Чем больше он пропускал её «уроки», тем хуже получалось выполнить «задания»; и, в конце концов, он стал просто «прогуливать», прикрываясь занятостью. Хотя сложно сказать, прикрываясь ли? Или действительно, как раз занятость была основной причиной происходящего. Ему казалось, что стоит слегка отдохнуть, и прежняя мужская сила к нему вернётся, но отдохнуть как раз и не получалось. Ничто особенно не приносило ни радости, ни облегчения.
Он тогда был так занят, что обрюзг, набрал лишний вес, обрел целую кучу вредных привычек, которые даже не замечал. Тайком от жены и от коллег пил флакончиками медицинский спирт, предназначавшийся для экспериментов. И кто знает, чем бы это закончилось – не уйди она от него тогда, резко и болезненно для него.

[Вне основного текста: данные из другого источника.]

//! Filter and projection types for group queries

use serde::{Deserialize, Serialize};

use crate::models::{Category, Group, GroupId};

/// Filter for group queries.
///
/// All set criteria must hold. An empty filter matches every group.
#[derive(Debug, Clone, Serialize, Deserialize, Default, PartialEq)]
pub struct GroupFilter {
    /// Filter by group IDs
    pub ids: Option<Vec<GroupId>>,

    /// Filter by owning club
    pub club: Option<String>,

    /// Filter by exact (trimmed) name
    pub name: Option<String>,

    /// Filter by category
    pub category: Option<Category>,

    /// Filter by main-group flag
    pub is_main: Option<bool>,

    /// Full-text query over the search token; every term must be a token.
    /// Expected to be normalized already.
    pub text: Option<String>,
}

impl GroupFilter {
    pub fn new() -> Self {
        Self::default()
    }

    /// Match a single group by ID
    pub fn by_id<S: Into<GroupId>>(id: S) -> Self {
        Self {
            ids: Some(vec![id.into()]),
            ..Self::default()
        }
    }

    /// Match any of the given IDs
    pub fn by_ids(ids: Vec<GroupId>) -> Self {
        Self {
            ids: Some(ids),
            ..Self::default()
        }
    }

    pub fn club<S: Into<String>>(mut self, club: S) -> Self {
        self.club = Some(club.into());
        self
    }

    pub fn name<S: Into<String>>(mut self, name: S) -> Self {
        self.name = Some(name.into());
        self
    }

    pub fn category(mut self, category: Category) -> Self {
        self.category = Some(category);
        self
    }

    pub fn is_main(mut self, is_main: bool) -> Self {
        self.is_main = Some(is_main);
        self
    }

    pub fn text<S: Into<String>>(mut self, text: S) -> Self {
        self.text = Some(text.into());
        self
    }

    /// Check whether a fully projected group satisfies the filter
    pub fn matches(&self, group: &Group) -> bool {
        if let Some(ids) = &self.ids
            && !ids.iter().any(|id| id == &group.id)
        {
            return false;
        }
        if let Some(club) = &self.club
            && club != &group.club
        {
            return false;
        }
        if let Some(name) = &self.name
            && name != &group.name
        {
            return false;
        }
        if let Some(category) = self.category
            && category != group.category
        {
            return false;
        }
        if let Some(is_main) = self.is_main
            && is_main != group.is_main
        {
            return false;
        }
        if let Some(text) = &self.text {
            let Some(token) = &group.search_token else {
                return false;
            };
            let tokens = search_terms(token);
            return search_terms(text).iter().all(|term| tokens.contains(term));
        }
        true
    }
}

/// Split text into search terms the way the SurrealDB `group_analyzer` does:
/// on whitespace and punctuation, and wherever letters meet digits
pub fn search_terms(text: &str) -> Vec<&str> {
    #[derive(PartialEq)]
    enum Class {
        Letter,
        Digit,
    }
    let class_of = |c: char| {
        if c.is_numeric() {
            Some(Class::Digit)
        } else if c.is_alphabetic() {
            Some(Class::Letter)
        } else {
            None
        }
    };

    let mut terms = Vec::new();
    let mut start: Option<(usize, Class)> = None;
    for (index, c) in text.char_indices() {
        let class = class_of(c);
        match (&start, class) {
            (Some((_, current)), Some(next)) if *current == next => {}
            (_, next) => {
                if let Some((begin, _)) = start.take() {
                    terms.push(&text[begin..index]);
                }
                start = next.map(|class| (index, class));
            }
        }
    }
    if let Some((begin, _)) = start {
        terms.push(&text[begin..]);
    }
    terms
}

/// How many documents a mutation may touch
#[derive(Debug, Clone, Copy, PartialEq, Eq, Serialize, Deserialize)]
pub enum MatchLimit {
    /// Only the first matching document
    One,
    /// Every matching document
    All,
}

/// Field visibility for reads.
///
/// The search token and the member list are hidden unless requested.
#[derive(Debug, Clone, Copy, Serialize, Deserialize, Default, PartialEq, Eq)]
pub struct Projection {
    /// Include the derived search token
    pub search_token: bool,

    /// Include the member list
    pub members: bool,
}

impl Projection {
    /// Include every field
    pub fn full() -> Self {
        Self {
            search_token: true,
            members: true,
        }
    }

    pub fn with_search_token(mut self) -> Self {
        self.search_token = true;
        self
    }

    pub fn with_members(mut self) -> Self {
        self.members = true;
        self
    }

    /// Strip the fields this projection hides
    pub fn apply(&self, mut group: Group) -> Group {
        if !self.search_token {
            group.search_token = None;
        }
        if !self.members {
            group.members = None;
        }
        group
    }
}
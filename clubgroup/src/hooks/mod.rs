//! Group lifecycle observers
//!
//! Observers are the extension point after the built-in post-hooks: audit
//! trails, cache invalidation, outbound events. They run in priority order with
//! a per-hook timeout, and their failures are reported without failing the
//! mutation that triggered them.
//!
//! - `traits.rs`: the `GroupHook` trait and `HookResult`
//! - `registry.rs`: `HookRegistry` for registration and execution

pub mod registry;
pub mod traits;

pub use registry::{GroupEvent, HookFailure, HookFailureKind, HookRegistry};
pub use traits::{GroupHook, HookResult};
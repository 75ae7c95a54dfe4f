//! Storage abstractions and implementations
//!
//! The lifecycle pipeline talks to a [`GroupStore`]; the store itself only
//! persists documents and never derives fields or runs hooks.
//!
//! ## Storage Implementations
//!
//! - **SurrealDB**: embedded SurrealDB with a full-text index on the search token
//! - **Memory**: in-process store for testing and embedding

use std::sync::Arc;

pub mod config;
pub mod errors;
pub mod filters;
pub mod memory;
pub mod models;
#[cfg(feature = "surrealdb-embedded")]
pub mod surreal;
pub mod traits;

pub use config::{StorageBackend, StorageConfig, SurrealDBConfig, SurrealDBEngine};
pub use errors::{StorageError, StorageResult};
pub use filters::{GroupFilter, MatchLimit, Projection, search_terms};
pub use memory::MemoryGroupStore;
pub use models::{GroupDocument, StoreUpdate, UpdateResult};
#[cfg(feature = "surrealdb-embedded")]
pub use surreal::{EmbeddedGroupStore, SurrealGroupStore, create_surreal_store};
pub use traits::{BaseStore, GroupStore};

/// Create a group store based on configuration
pub async fn create_group_store(
    config: &StorageConfig,
) -> Result<Arc<dyn GroupStore>, StorageError> {
    match config.backend {
        StorageBackend::Memory => {
            tracing::info!("Creating in-memory group store");
            Ok(Arc::new(MemoryGroupStore::new()))
        }
        #[cfg(feature = "surrealdb-embedded")]
        StorageBackend::SurrealDB => {
            let store = create_surreal_store(&config.surrealdb).await?;
            Ok(Arc::new(store))
        }
        #[cfg(not(feature = "surrealdb-embedded"))]
        StorageBackend::SurrealDB => Err(StorageError::Configuration(
            "SurrealDB backend requires the 'surrealdb-embedded' feature to be enabled"
                .to_string(),
        )),
    }
}
//! Lifecycle hook dispatcher
//!
//! Sequences the hooks of each mutation kind around the store call:
//!
//! | Kind   | Pre-hook                       | Post-hook                              |
//! |--------|--------------------------------|----------------------------------------|
//! | Create | search token derivation        | creation notification, observers       |
//! | Update | name gate (token synced after) | observers                              |
//! | Delete | none                           | cascade policy, observers              |
//! | Find   | reference expansion            | none                                   |
//!
//! Pre-hook failures abort the mutation before the store is touched. Post-hook
//! failures are published on the [`FailureChannel`] and never fail a mutation.

use std::sync::Arc;
use std::time::Duration;

use chrono::Utc;
use serde::{Deserialize, Serialize};

use super::cascade::CascadePolicy;
use super::derive::SearchTokenMaintainer;
use super::emitter::CreationNotifier;
use super::expansion::{FindQuery, ReferenceExpansion};
use super::failure::{FailureChannel, PostHookFailure};
use super::phase::{MutationKind, Phase, PhaseTracker};
use crate::hooks::{HookFailure, HookRegistry};
use crate::models::{Group, GroupPatch, NewGroup};
use crate::storage::{GroupFilter, GroupStore, MatchLimit, Projection, StoreUpdate, UpdateResult};
use crate::Result;

/// How many documents an update targets and what it returns
#[derive(Debug, Clone, Copy, PartialEq, Eq, Serialize, Deserialize)]
pub enum UpdateScope {
    /// First matching document
    One,
    /// Every matching document
    Many,
    /// First matching document, returned as it is after the update
    FindAndUpdate,
}

impl UpdateScope {
    fn limit(self) -> MatchLimit {
        match self {
            UpdateScope::Many => MatchLimit::All,
            UpdateScope::One | UpdateScope::FindAndUpdate => MatchLimit::One,
        }
    }
}

/// How many documents a delete targets
#[derive(Debug, Clone, Copy, PartialEq, Eq, Serialize, Deserialize)]
pub enum DeleteScope {
    One,
    Many,
    /// First matching document, returned as it was before deletion
    FindAndDelete,
}

impl DeleteScope {
    fn limit(self) -> MatchLimit {
        match self {
            DeleteScope::Many => MatchLimit::All,
            DeleteScope::One | DeleteScope::FindAndDelete => MatchLimit::One,
        }
    }
}

/// A mutation intent
#[derive(Debug, Clone, PartialEq)]
pub enum Mutation {
    Create(NewGroup),
    UpdateByFilter {
        filter: GroupFilter,
        patch: GroupPatch,
        scope: UpdateScope,
    },
    DeleteByFilter {
        filter: GroupFilter,
        scope: DeleteScope,
    },
    Find(FindQuery),
}

impl Mutation {
    pub fn kind(&self) -> MutationKind {
        match self {
            Mutation::Create(_) => MutationKind::Create,
            Mutation::UpdateByFilter { .. } => MutationKind::Update,
            Mutation::DeleteByFilter { .. } => MutationKind::Delete,
            Mutation::Find(_) => MutationKind::Find,
        }
    }
}

/// Result of a dispatched mutation
#[derive(Debug, Clone, PartialEq)]
pub enum MutationOutcome {
    /// The persisted group, fully projected
    Created(Group),
    /// Primary update result, plus the updated document for find-and-update
    Updated(UpdateResult, Option<Group>),
    /// Deleted groups in the default projection
    Deleted(Vec<Group>),
    Found(Vec<Group>),
}

/// Runs mutations through their hook sequence
pub struct HookDispatcher {
    store: Arc<dyn GroupStore>,
    maintainer: SearchTokenMaintainer,
    emitter: CreationNotifier,
    cascade: Arc<dyn CascadePolicy>,
    expansion: Arc<dyn ReferenceExpansion>,
    observers: HookRegistry,
    failures: FailureChannel,
    cascade_timeout: Duration,
}

impl std::fmt::Debug for HookDispatcher {
    fn fmt(&self, f: &mut std::fmt::Formatter<'_>) -> std::fmt::Result {
        f.debug_struct("HookDispatcher")
            .field("store", &self.store)
            .field("maintainer", &self.maintainer)
            .field("emitter", &self.emitter)
            .field("observers", &self.observers)
            .finish_non_exhaustive()
    }
}

impl HookDispatcher {
    #[allow(clippy::too_many_arguments)]
    pub fn new(
        store: Arc<dyn GroupStore>,
        maintainer: SearchTokenMaintainer,
        emitter: CreationNotifier,
        cascade: Arc<dyn CascadePolicy>,
        expansion: Arc<dyn ReferenceExpansion>,
        observers: HookRegistry,
        failures: FailureChannel,
        cascade_timeout: Duration,
    ) -> Self {
        Self {
            store,
            maintainer,
            emitter,
            cascade,
            expansion,
            observers,
            failures,
            cascade_timeout,
        }
    }

    pub fn store(&self) -> &Arc<dyn GroupStore> {
        &self.store
    }

    pub fn maintainer(&self) -> &SearchTokenMaintainer {
        &self.maintainer
    }

    pub fn observers(&self) -> &HookRegistry {
        &self.observers
    }

    pub fn failures(&self) -> &FailureChannel {
        &self.failures
    }

    /// Run a mutation through its hook sequence
    pub async fn dispatch(&self, mutation: Mutation) -> Result<MutationOutcome> {
        let mut tracker = PhaseTracker::new(mutation.kind());

        let outcome = match mutation {
            Mutation::Create(group) => {
                MutationOutcome::Created(self.create(&mut tracker, group).await?)
            }
            Mutation::UpdateByFilter {
                filter,
                patch,
                scope,
            } => {
                let (result, document) = self.update(&mut tracker, &filter, patch, scope).await?;
                MutationOutcome::Updated(result, document)
            }
            Mutation::DeleteByFilter { filter, scope } => {
                MutationOutcome::Deleted(self.delete(&mut tracker, &filter, scope).await?)
            }
            Mutation::Find(query) => MutationOutcome::Found(self.find(&mut tracker, query).await?),
        };

        tracing::debug!(kind = %tracker.kind(), phases = ?tracker.history(), "mutation done");
        Ok(outcome)
    }

    async fn create(&self, tracker: &mut PhaseTracker, group: NewGroup) -> Result<Group> {
        group.validate()?;

        let document = self.maintainer.prepare(&group, Utc::now())?;
        tracker.advance(Phase::PreHooksRun)?;

        let id = self.store.save(document.clone()).await?;
        tracker.advance(Phase::Persisted)?;
        let created = document.into_group(id);
        tracing::info!("Group {} created in club {}", created.id, created.club);

        if let Err(failure) = self.emitter.emit(&created).await {
            self.failures.publish(failure);
        }
        self.publish_observer_failures(self.observers.execute_on_created(&created).await);
        tracker.advance(Phase::PostHooksRun)?;

        tracker.advance(Phase::Done)?;
        Ok(created)
    }

    async fn update(
        &self,
        tracker: &mut PhaseTracker,
        filter: &GroupFilter,
        patch: GroupPatch,
        scope: UpdateScope,
    ) -> Result<(UpdateResult, Option<Group>)> {
        let patch = patch.normalized();
        let renames = patch.patched_name().is_some();
        tracker.advance(Phase::ConditionalPreHook)?;

        let primary = self
            .store
            .apply_update(filter, &StoreUpdate::from_patch(patch.clone()), scope.limit())
            .await?;
        tracker.advance(Phase::Persisted)?;
        tracing::debug!(
            "Update matched {} group(s), renames: {}",
            primary.matched,
            renames
        );

        if renames {
            self.maintainer
                .sync_after_update(self.store.as_ref(), &primary, &patch)
                .await?;
        }

        let document = match scope {
            UpdateScope::FindAndUpdate if primary.matched > 0 => self
                .store
                .find(
                    &GroupFilter::by_ids(primary.ids.clone()),
                    &Projection::default(),
                    Some(1),
                )
                .await?
                .into_iter()
                .next(),
            _ => None,
        };

        self.publish_observer_failures(self.observers.execute_on_updated(&primary, &patch).await);
        tracker.advance(Phase::Done)?;
        Ok((primary, document))
    }

    async fn delete(
        &self,
        tracker: &mut PhaseTracker,
        filter: &GroupFilter,
        scope: DeleteScope,
    ) -> Result<Vec<Group>> {
        let deleted = self.store.delete(filter, scope.limit()).await?;
        tracker.advance(Phase::Persisted)?;
        tracing::debug!("Deleted {} group(s)", deleted.len());

        for group in &deleted {
            self.run_cascade(&group.id).await;
            self.publish_observer_failures(self.observers.execute_on_deleted(group).await);
        }
        tracker.advance(Phase::PostHook)?;

        tracker.advance(Phase::Done)?;
        let projection = Projection::default();
        Ok(deleted.into_iter().map(|g| projection.apply(g)).collect())
    }

    async fn find(&self, tracker: &mut PhaseTracker, mut query: FindQuery) -> Result<Vec<Group>> {
        self.expansion.before_find(&mut query).await?;
        tracker.advance(Phase::PreHooksRun)?;

        let groups = self
            .store
            .find(&query.filter, &query.projection, query.limit)
            .await?;
        tracker.advance(Phase::Queried)?;

        tracker.advance(Phase::Done)?;
        Ok(groups)
    }

    async fn run_cascade(&self, group_id: &str) {
        let failure = match tokio::time::timeout(
            self.cascade_timeout,
            self.cascade.on_deleted(group_id),
        )
        .await
        {
            Ok(Ok(())) => return,
            Ok(Err(e)) => e.to_string(),
            Err(_) => format!("timed out after {}ms", self.cascade_timeout.as_millis()),
        };

        self.failures.publish(PostHookFailure::CascadeFailed {
            group_id: group_id.to_string(),
            reason: failure,
        });
    }

    fn publish_observer_failures(&self, failures: Vec<HookFailure>) {
        for failure in failures {
            self.failures.publish(failure.into());
        }
    }
}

Это случилось тогда, более семнадцати лет назад… Но как это всё было принять? Как было смириться? Можно было, конечно, позволить отчаянью взять верх над собой и упасть на самое дно своего сознания, туда, где нет ни света, ни выхода. Только мрак и печаль господствуют там. Как не дать сердцу чувствовать, как остановить мысли.. А дальше? Что дальше? Он тогда почувствовал, что он отец – значит, сдаваться просто не имел права! Стоило бы тогда дать лишь слабинку: он бы упал на дно, заливал бы глотку спиртом, бился бы в конвульсиях душевной боли, жалко и театрально заламывая руки.
Но он пошёл другим путём. К своему удивлению, он безропотно позволили Дмитриеву затащить его в спортзал почти за год до того, как это стало обязательным для всех сотрудников стратегических объектов. Они тогда вместе наматывали круги по подземному стадиону, поднимали тяжести и занимались в группе тайцзицюань. Они до изнеможения лупили руками и ногами боксерские мешки и макивары, и профессор не мог понять, откуда только в нём есть столько внутренней ярости, что порой кожа на мешке лопалась.
Отдельно, уже самостоятельно, осваивал йогу. Это было странно, но именно эта странность происходящего с ним, необычность помогала преодолевать боль.
Встрепенувшись, словно ото сна, он пошёл на кухню. Там ворковали Маша и Коля. Маша сидела на Колиных коленях и кормила его какой-то самодельной сладостью, и дурачась, слизывала с уголков его рта варенье. Не заметив вовремя Сергей Федоровича, они смущенно вскочили, залившись краской.
Сергей Федорович хотел им сейчас сказать то важное, о чем он только что горько раздумывал. Сказать то, чтобы они никогда не отодвигали своих любимых на второй план, зарывшись в куче непонятных дел. Он посмотрел в смущенные юные глаза.
– Простите, что я вас побеспокоил…., – сказал профессор растерянным, очень грустным голосом, – Не стыдитесь быть вместе….
Он повернулся и вышел из комнаты. И ему почудилось, что он всё испортил. Опять всё испортил. Наверняка его слова они воспримут как скрытый упрек, а ведь он хотел сказать что-то совсем другое.
Он захватил с собой несколько папок из середины стопки. Там были незнакомые ему названия и фамилии… Интересно, это собрание досье на все подобные проекты? Надо будет обязательно ознакомиться поподробнее…
Глава 9
Меж высоких хлебов затерялося
Небогатое наше село.
Горе горькое по свету шлялося
И на нас невзначай набрело.
Ой, беда приключилася страшная!
Мы такой незнавали вовек…
Русская народная песня
Ближе к ужину Сергей Федорович позвонил в Институт, Варваре, чтобы выяснить, как обстоят дела в его отсутствие.
– Добрый вечер, Варвара! Как прошёл день?
– В целом штатно, Сергей Федорович. Были небольшие проблемы с третьей климатической установкой – её параметры отклонялись от заданных…. Но инженеры-механики более-менее это отрегулировали. И еще сегодня карточки снабжения обновили. Можно отоварить!